Europa y Mercosur sellan acuerdo histórico
Tras un cuarto de siglo de negociaciones con avances parciales y superando bloqueos políticos, la Unión Europea dio un paso decisivo al aprobar el acuerdo de asociación con el Mercosur. La votación favorable de la mayoría de los 27 Estados miembros, alcanzada en una reunión de embajadores en Bruselas, permitió destrabar un largo proceso iniciado en 1999 y abrir el camino hacia la creación de la mayor zona de libre comercio del mundo, con más de 700 millones de consumidores. El resultado no fue unánime, ya que países como Francia, Irlanda y Polonia mantuvieron su rechazo, pero no lograron reunir una minoría para bloquear la iniciativa.
La decisión habilita a la presidenta de la Comisión Europea, Ursula von der Leyen, a firmar el acuerdo con Argentina, Brasil, Uruguay y Paraguay en Asunción. Sin embargo, cabe aclarar que la aprobación política de los Estados no implica su entrada inmediata en vigor. Del lado europeo es necesario contar con el aval del Parlamento, un trámite que promete ser complejo. Un grupo de eurodiputados ya anunció su intención de recurrir a la Justicia para frenar la aplicación del pacto, lo que anticipa un debate fuerte sobre sus efectos económicos, sociales y ambientales.
El acuerdo prevé la eliminación progresiva de aranceles sobre más de 90% del comercio bilateral. El Mercosur suprimirá derechos sobre 91% de las exportaciones europeas en un plazo de hasta 15 años, incluyendo sectores industriales como el automotriz y la maquinaria, mientras que la Unión Europea hará lo propio con 92% de las exportaciones sudamericanas en un período más corto. También se contemplan recortes relevantes en productos agrícolas europeos, como vinos y bebidas espirituosas, que hoy enfrentan gravámenes elevados en los mercados del Cono Sur.
Un aspecto que no es menor, es que el núcleo del conflicto político se concentra en el sector agropecuario de la UE. Agricultores y ganaderos europeos temen que la apertura derive en un aumento de importaciones de carne vacuna, aves, arroz, miel o soja producidas bajo normas que consideran menos exigentes. Francia, principal productor de carne vacuna de la UE, encabezó la oposición, respaldada por movilizaciones rurales y por la adopción de medidas nacionales que restringen la entrada de productos tratados con sustancias prohibidas en Europa.

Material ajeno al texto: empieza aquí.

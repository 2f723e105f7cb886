//! Double-entry journal logic.
//!
//! - Domain types for journal entries and lines
//! - Line set validation and status transitions
//! - Error types for ledger operations
//! - Ledger service for lifecycle checks
//! - Reversal derivation

pub mod error;
pub mod reversal;
pub mod service;
pub mod types;
pub mod validation;

#[cfg(test)]
mod reversal_props;
#[cfg(test)]
mod validation_props;

pub use error::LedgerError;
pub use reversal::{
    DEFAULT_REVERSAL_SUFFIX, REVERSAL_REFERENCE_SUFFIX, ReversalPlan, ReversalService,
};
pub use service::LedgerService;
pub use types::{
    JournalEntry, JournalEntryDetail, JournalEntryWithLines, JournalFilter, JournalHeaderPatch,
    JournalLine, JournalLineDetail, JournalLineInput, JournalStatus, JournalSummary, LineAmounts,
    LineTotals, NewJournalEntry, REFERENCE_AR_PAYMENT,
};
pub use validation::{
    DEFAULT_BALANCE_TOLERANCE, MAX_AMOUNT_SCALE, MIN_LINES, ValidationError, can_transition,
    exceeds_amount_scale, is_balanced, validate_line_set,
};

Para responder a estas preocupaciones, la Comisión Europea estableció cupos limitados para los productos agrícolas más sensibles y mecanismos de intervención en caso de desestabilización del mercado. Además, se acordó iniciar investigaciones cuando los precios de importación caigan por debajo de determinados umbrales y los volúmenes aumenten de forma abrupta.
Los defensores del acuerdo, entre ellos Alemania y España, sostienen que el pacto tiene un valor estratégico que va mucho más allá del comercio agrícola. Los europeos entienden que en un escenario global marcado por la rivalidad con China y por las tensiones arancelarias con Estados Unidos, el acceso preferencial a los mercados del Mercosur permitiría a la UE diversificar proveedores y destinos de exportación. En ese sentido, un punto destacado es el acceso del bloque europeo a minerales esenciales como el litio, clave para la transición energética, que quedarían libres de impuestos a la exportación.
Desde la perspectiva sudamericana, la aprobación europea responde a años de expectativas y frustraciones. El presidente brasileño Luiz Inácio "Lula" da Silva había reclamado voluntad política para no perder una oportunidad que considera histórica. Para los países del Mercosur, el acuerdo representa una puerta de entrada estable al mayor mercado del mundo y una posibilidad de atraer inversiones, aunque también implica compromisos en materia ambiental y de apertura de sectores hasta ahora protegidos.
Por otro lado, las críticas ambientales siguen siendo uno de los aspectos más sensibles que rodean al acuerdo. El texto incluye compromisos para combatir la deforestación a partir de 2030, pero organizaciones ecologistas cuestionan la ausencia de sanciones automáticas en caso de incumplimiento. Temen que el aumento de exportaciones agrícolas incentive la expansión sobre zonas boscosas, incluido el Amazonas, y que eso termine agravando la crisis climática.
En rigor, se puede decir que la aprobación del acuerdo UE-Mercosur no pone fin a la controversia, sino que, en todo caso, inaugura una nueva etapa. El debate parlamentario, las posibles acciones judiciales y la implementación de las salvaguardias serán determinantes para su futuro.
De todos modos, se puede afirmar que después de 25 años de negociaciones, el pacto refleja tanto la ambición de integrar dos regiones como las tensiones que surgen al conciliar apertura comercial, protección social y sostenibilidad ambiental.